RECORDED INFORMATION:

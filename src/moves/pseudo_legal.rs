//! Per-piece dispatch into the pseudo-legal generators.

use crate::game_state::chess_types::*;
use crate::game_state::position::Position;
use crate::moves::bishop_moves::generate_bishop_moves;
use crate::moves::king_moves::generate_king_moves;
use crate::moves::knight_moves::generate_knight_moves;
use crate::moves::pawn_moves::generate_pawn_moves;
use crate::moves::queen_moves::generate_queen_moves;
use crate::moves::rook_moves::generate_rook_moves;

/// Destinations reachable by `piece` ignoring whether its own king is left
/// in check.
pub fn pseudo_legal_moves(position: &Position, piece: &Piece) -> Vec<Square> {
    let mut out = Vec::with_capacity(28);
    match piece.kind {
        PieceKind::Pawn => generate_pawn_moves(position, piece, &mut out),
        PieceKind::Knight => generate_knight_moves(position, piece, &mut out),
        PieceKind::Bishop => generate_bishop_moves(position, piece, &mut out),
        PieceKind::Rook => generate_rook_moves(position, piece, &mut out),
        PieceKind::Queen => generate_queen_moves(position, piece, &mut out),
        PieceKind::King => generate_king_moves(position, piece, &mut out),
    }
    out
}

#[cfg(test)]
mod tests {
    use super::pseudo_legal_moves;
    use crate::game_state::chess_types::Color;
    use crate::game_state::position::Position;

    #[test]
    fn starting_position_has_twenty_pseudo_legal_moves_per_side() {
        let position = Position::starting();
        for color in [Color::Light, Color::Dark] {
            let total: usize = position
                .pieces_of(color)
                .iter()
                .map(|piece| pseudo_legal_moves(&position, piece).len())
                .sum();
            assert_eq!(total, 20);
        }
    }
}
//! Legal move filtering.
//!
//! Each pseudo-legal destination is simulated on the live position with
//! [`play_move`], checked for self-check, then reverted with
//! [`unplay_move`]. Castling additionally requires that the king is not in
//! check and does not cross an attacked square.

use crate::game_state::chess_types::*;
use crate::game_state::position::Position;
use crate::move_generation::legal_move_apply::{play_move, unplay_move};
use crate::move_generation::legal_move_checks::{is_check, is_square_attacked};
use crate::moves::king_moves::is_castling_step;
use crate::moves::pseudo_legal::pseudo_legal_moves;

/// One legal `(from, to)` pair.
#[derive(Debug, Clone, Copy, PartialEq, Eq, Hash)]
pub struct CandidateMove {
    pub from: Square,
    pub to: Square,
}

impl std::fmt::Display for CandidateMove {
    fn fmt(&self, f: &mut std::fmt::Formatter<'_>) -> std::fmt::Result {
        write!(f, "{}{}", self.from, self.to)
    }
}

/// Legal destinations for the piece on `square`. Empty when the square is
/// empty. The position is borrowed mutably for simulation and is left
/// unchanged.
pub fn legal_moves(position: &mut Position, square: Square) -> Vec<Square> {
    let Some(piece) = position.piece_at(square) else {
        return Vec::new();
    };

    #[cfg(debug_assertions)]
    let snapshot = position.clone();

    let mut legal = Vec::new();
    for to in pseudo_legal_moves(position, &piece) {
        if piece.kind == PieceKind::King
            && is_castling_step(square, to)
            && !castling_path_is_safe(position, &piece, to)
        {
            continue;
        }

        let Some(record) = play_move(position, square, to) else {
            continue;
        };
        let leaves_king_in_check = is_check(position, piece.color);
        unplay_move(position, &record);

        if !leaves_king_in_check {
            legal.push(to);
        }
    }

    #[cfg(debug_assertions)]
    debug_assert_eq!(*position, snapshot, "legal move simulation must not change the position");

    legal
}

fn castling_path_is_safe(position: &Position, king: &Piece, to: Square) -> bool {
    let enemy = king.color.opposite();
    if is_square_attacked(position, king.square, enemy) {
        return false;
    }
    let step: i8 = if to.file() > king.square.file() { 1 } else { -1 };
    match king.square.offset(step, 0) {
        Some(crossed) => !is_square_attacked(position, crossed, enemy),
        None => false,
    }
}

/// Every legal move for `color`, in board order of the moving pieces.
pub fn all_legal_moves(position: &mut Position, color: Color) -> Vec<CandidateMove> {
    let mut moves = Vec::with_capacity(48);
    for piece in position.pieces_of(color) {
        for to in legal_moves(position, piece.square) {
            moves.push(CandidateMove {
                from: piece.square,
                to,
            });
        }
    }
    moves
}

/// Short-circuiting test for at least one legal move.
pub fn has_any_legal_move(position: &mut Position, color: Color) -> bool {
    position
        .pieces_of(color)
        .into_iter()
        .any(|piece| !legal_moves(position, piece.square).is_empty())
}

WHAT YOU HAVE TO DO: Looking at the data above, write out exactly the lines that start at the one containing "use crate::moves::king_moves::generate_king_moves;" and end at the one containing "PieceKind::Bishop => generate_bishop_moves(position, piece, &mut"; include both and nothing beyond.

RESULT OF THE EXERCISE:
use crate::moves::king_moves::generate_king_moves;
use crate::moves::knight_moves::generate_knight_moves;
use crate::moves::pawn_moves::generate_pawn_moves;
use crate::moves::queen_moves::generate_queen_moves;
use crate::moves::rook_moves::generate_rook_moves;

/// Destinations reachable by `piece` ignoring whether its own king is left
/// in check.
pub fn pseudo_legal_moves(position: &Position, piece: &Piece) -> Vec<Square> {
    let mut out = Vec::with_capacity(28);
    match piece.kind {
        PieceKind::Pawn => generate_pawn_moves(position, piece, &mut out),
        PieceKind::Knight => generate_knight_moves(position, piece, &mut out),
        PieceKind::Bishop => generate_bishop_moves(position, piece, &mut out),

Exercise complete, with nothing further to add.